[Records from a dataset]
⁂
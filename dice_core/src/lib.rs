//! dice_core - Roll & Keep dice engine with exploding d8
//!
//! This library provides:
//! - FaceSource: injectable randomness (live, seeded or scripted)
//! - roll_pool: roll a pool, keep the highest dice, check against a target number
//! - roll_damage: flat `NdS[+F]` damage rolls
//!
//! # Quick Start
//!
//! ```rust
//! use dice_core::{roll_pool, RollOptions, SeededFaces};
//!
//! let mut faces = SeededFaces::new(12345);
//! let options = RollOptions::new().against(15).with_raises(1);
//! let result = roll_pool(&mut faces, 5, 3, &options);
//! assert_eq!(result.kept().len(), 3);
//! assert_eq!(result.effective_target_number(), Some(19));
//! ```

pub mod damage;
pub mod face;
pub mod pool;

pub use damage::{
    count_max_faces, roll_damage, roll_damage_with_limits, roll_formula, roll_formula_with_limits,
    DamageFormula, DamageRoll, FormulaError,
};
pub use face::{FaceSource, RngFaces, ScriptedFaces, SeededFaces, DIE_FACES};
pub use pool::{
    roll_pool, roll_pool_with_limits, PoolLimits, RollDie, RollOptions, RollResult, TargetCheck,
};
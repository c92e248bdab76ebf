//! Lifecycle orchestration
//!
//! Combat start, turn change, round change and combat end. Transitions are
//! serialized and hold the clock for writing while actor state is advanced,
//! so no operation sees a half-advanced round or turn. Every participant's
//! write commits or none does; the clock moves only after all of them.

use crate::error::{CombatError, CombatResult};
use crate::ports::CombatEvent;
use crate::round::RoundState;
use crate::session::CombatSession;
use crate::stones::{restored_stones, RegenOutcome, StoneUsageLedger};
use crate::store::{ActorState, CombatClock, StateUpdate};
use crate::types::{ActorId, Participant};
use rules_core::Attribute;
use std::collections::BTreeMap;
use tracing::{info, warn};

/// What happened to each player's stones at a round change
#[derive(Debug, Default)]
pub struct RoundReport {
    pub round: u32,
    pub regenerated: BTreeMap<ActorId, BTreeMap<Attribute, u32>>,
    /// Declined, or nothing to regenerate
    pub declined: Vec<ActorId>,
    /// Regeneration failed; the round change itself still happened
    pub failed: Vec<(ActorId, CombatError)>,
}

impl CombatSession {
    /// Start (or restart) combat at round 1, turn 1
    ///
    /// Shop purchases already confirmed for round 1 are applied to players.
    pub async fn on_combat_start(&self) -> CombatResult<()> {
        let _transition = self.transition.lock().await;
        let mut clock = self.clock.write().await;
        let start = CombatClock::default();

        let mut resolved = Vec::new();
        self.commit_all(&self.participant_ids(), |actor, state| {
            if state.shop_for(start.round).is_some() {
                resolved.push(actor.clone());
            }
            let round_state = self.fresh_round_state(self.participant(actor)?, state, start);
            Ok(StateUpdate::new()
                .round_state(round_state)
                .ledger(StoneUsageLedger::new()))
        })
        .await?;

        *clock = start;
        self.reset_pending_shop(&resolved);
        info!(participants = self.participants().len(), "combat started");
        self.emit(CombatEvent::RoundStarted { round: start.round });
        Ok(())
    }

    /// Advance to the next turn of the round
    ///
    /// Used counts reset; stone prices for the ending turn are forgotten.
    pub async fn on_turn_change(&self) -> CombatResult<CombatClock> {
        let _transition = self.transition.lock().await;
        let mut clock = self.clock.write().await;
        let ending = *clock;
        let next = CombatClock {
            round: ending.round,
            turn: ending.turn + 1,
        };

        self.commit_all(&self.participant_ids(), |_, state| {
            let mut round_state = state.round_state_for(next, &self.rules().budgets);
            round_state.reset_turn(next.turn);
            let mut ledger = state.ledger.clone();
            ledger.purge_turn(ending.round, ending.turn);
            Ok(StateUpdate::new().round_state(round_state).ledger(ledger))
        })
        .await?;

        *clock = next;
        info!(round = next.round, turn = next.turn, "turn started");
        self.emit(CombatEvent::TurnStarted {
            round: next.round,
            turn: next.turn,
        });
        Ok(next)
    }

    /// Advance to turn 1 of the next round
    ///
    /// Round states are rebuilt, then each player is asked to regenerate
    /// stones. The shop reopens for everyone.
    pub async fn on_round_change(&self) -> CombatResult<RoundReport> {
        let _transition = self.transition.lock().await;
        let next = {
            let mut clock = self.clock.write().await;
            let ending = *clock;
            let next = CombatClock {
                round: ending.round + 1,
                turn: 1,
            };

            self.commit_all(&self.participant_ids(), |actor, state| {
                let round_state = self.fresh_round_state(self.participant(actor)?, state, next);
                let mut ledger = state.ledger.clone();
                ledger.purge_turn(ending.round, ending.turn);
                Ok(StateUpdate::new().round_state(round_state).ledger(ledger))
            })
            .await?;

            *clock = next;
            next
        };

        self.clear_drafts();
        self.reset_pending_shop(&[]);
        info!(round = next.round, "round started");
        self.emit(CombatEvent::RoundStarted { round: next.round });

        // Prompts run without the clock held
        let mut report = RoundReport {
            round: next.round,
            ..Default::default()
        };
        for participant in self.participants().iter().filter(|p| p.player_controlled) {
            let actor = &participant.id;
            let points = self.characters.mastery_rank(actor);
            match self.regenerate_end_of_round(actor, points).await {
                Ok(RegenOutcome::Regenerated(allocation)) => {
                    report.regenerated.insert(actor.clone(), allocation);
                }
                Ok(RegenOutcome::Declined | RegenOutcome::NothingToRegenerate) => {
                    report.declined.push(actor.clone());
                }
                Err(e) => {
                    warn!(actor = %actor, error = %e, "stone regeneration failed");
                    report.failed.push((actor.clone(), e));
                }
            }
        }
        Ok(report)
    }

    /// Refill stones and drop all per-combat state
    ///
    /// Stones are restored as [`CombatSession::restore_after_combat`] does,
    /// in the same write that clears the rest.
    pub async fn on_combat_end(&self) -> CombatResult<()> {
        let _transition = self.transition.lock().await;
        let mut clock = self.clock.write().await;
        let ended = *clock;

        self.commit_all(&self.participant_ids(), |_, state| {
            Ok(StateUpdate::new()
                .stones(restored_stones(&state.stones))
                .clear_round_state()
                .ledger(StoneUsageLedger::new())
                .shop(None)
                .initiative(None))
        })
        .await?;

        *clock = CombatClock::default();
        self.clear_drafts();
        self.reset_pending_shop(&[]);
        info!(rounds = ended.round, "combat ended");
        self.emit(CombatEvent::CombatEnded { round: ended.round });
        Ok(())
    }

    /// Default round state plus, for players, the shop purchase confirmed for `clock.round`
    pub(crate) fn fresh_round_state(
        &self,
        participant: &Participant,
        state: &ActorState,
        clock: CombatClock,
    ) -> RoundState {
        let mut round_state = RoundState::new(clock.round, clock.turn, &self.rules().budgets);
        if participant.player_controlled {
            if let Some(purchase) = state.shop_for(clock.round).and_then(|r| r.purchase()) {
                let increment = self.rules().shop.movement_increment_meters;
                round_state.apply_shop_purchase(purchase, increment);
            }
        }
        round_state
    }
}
⁂
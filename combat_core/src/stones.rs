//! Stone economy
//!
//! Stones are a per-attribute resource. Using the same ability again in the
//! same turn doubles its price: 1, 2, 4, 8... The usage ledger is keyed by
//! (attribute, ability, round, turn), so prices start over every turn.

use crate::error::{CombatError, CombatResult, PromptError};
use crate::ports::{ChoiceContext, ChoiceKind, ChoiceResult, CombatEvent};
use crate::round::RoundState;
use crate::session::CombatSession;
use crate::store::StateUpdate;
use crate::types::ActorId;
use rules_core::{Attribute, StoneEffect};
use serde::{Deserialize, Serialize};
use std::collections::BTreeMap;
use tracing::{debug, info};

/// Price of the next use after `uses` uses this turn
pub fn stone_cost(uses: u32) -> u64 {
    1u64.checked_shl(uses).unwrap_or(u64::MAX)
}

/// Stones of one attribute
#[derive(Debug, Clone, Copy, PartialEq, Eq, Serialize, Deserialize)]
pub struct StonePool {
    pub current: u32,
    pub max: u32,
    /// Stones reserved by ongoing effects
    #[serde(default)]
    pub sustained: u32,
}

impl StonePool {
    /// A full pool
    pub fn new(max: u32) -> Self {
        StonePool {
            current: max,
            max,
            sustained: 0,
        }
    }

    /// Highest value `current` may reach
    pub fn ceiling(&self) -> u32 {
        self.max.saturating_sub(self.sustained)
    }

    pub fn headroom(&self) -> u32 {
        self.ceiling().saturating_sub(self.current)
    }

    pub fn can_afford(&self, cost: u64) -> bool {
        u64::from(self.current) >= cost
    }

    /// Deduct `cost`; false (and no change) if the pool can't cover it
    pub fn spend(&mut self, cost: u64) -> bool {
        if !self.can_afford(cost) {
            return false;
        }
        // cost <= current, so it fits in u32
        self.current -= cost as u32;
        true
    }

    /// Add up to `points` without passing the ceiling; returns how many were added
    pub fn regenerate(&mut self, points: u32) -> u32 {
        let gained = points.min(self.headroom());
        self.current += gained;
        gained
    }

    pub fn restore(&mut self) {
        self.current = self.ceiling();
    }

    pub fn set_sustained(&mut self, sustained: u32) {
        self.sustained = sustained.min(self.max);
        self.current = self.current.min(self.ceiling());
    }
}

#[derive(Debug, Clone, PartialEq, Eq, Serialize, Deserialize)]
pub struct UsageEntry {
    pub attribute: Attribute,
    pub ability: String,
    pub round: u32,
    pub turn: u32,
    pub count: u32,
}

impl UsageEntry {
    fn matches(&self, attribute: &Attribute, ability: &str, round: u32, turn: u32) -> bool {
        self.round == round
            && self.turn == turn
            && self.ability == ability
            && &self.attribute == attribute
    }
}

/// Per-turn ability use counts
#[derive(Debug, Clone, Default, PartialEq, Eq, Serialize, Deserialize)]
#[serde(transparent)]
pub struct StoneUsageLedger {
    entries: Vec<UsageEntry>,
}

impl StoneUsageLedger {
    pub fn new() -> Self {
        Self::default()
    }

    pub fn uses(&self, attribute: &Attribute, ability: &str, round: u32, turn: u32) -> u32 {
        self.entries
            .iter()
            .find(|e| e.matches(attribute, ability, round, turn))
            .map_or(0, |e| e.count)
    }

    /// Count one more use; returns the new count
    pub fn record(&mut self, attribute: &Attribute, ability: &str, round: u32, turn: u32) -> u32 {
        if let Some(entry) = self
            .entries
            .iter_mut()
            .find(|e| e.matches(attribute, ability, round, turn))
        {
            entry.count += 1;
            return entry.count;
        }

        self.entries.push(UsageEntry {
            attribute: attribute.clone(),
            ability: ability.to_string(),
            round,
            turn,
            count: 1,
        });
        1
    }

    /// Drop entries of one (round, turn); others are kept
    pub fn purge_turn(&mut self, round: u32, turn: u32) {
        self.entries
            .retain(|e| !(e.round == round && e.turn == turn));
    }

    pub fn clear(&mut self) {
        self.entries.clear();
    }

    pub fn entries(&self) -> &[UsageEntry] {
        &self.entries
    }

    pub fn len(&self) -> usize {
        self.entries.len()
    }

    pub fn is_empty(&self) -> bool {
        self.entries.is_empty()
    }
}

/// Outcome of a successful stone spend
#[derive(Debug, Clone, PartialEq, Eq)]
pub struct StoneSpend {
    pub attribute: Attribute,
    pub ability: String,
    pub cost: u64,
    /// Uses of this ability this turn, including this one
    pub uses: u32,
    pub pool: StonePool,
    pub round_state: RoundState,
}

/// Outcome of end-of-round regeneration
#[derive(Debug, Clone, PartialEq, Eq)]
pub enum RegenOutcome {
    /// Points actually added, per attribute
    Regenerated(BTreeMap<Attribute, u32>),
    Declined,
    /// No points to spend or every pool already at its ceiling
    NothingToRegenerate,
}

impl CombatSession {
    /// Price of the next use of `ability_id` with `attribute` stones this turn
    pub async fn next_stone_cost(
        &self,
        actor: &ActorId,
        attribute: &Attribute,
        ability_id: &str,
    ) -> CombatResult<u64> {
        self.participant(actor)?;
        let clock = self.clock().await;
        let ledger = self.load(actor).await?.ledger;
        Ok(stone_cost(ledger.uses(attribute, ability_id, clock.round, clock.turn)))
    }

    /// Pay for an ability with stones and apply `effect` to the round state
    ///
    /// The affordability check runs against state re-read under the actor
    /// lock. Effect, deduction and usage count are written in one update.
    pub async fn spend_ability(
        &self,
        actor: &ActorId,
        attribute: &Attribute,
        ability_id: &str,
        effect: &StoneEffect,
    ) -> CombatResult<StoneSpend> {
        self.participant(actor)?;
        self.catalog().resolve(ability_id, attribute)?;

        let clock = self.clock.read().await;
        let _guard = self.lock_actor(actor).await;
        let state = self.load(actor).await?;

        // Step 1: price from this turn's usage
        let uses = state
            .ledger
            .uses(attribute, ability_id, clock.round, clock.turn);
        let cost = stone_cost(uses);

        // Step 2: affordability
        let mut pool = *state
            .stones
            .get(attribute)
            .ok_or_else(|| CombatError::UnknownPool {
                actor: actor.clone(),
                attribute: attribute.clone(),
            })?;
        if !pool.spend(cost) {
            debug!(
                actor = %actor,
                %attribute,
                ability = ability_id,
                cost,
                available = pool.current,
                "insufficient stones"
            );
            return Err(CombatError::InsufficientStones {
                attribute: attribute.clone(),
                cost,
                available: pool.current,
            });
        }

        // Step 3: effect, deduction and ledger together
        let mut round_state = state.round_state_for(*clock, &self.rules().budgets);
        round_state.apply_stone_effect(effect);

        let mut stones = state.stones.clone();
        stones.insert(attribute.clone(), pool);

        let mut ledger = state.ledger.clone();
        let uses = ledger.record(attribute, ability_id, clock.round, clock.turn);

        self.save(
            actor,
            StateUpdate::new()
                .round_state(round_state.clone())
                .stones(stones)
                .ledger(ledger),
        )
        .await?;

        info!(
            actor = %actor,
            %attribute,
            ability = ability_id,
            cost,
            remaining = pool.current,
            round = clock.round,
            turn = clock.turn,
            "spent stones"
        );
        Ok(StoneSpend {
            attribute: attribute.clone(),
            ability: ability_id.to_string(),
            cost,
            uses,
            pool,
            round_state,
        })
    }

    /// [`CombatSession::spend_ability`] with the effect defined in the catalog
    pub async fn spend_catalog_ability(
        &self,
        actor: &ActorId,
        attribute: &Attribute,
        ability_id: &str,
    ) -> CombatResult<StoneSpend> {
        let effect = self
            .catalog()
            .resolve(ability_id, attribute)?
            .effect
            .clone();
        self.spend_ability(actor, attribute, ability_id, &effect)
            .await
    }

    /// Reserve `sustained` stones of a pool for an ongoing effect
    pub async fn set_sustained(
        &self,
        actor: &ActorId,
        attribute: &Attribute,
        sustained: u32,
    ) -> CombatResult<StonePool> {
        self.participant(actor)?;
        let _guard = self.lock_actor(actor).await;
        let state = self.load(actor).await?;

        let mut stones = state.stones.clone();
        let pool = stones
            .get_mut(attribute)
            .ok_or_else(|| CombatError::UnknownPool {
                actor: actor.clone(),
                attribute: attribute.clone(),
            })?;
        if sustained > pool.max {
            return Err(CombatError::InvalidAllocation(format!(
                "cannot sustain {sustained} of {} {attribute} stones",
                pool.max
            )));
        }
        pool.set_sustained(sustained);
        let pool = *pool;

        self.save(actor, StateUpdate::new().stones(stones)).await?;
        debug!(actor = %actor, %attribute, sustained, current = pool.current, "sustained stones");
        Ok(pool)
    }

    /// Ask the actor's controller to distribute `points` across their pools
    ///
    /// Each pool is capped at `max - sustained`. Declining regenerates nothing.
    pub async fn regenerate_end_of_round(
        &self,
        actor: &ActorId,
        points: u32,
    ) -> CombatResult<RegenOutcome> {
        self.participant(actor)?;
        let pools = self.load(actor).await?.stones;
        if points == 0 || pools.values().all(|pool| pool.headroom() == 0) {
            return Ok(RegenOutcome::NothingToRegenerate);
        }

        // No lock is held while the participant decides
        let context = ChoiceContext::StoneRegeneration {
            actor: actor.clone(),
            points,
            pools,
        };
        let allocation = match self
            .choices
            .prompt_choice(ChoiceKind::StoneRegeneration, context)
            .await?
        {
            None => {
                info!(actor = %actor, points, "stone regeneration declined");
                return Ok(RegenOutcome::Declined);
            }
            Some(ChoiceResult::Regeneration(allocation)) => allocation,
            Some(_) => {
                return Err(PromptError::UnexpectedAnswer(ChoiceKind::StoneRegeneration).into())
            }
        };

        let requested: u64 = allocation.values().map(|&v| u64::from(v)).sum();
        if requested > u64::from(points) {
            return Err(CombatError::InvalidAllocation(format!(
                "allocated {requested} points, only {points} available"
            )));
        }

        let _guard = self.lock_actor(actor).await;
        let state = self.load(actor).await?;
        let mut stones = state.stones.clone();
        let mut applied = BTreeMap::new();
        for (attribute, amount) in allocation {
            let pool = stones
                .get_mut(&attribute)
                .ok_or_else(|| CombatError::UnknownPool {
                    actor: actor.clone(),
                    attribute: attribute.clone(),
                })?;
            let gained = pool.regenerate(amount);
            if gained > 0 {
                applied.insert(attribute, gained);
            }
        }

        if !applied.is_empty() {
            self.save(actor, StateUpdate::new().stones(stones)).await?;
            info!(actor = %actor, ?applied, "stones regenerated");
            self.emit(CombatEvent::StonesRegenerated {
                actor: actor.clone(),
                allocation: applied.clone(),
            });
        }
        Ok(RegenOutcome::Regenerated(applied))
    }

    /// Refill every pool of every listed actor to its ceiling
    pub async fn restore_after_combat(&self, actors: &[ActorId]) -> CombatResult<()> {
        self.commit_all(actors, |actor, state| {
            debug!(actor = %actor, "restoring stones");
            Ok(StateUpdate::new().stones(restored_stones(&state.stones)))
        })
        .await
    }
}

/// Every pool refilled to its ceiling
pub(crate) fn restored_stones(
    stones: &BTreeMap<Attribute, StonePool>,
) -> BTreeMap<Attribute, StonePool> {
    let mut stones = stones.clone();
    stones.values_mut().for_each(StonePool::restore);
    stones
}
⁂
## Problem to work on
Taking the entries above, print exactly the lines starting at the line with "filename dice_core/src/lib.rs" and ending at the line with "turn. Every participant's", both included.

## Solution for this task
filename dice_core/src/lib.rs
//! dice_core - Roll & Keep dice engine with exploding d8
//!
//! This library provides:
//! - FaceSource: injectable randomness (live, seeded or scripted)
//! - roll_pool: roll a pool, keep the highest dice, check against a target number
//! - roll_damage: flat `NdS[+F]` damage rolls
//!
//! # Quick Start
//!
//! ```rust
//! use dice_core::{roll_pool, RollOptions, SeededFaces};
//!
//! let mut faces = SeededFaces::new(12345);
//! let options = RollOptions::new().against(15).with_raises(1);
//! let result = roll_pool(&mut faces, 5, 3, &options);
//! assert_eq!(result.kept().len(), 3);
//! assert_eq!(result.effective_target_number(), Some(19));
//! ```

pub mod damage;
pub mod face;
pub mod pool;

pub use damage::{
    count_max_faces, roll_damage, roll_damage_with_limits, roll_formula, roll_formula_with_limits,
    DamageFormula, DamageRoll, FormulaError,
};
pub use face::{FaceSource, RngFaces, ScriptedFaces, SeededFaces, DIE_FACES};
pub use pool::{
    roll_pool, roll_pool_with_limits, PoolLimits, RollDie, RollOptions, RollResult, TargetCheck,
};
repository c92e248bdab76ebf
//! Lifecycle orchestration
//!
//! Combat start, turn change, round change and combat end. Transitions are
//! serialized and hold the clock for writing while actor state is advanced,
//! so no operation sees a half-advanced round or turn. Every participant's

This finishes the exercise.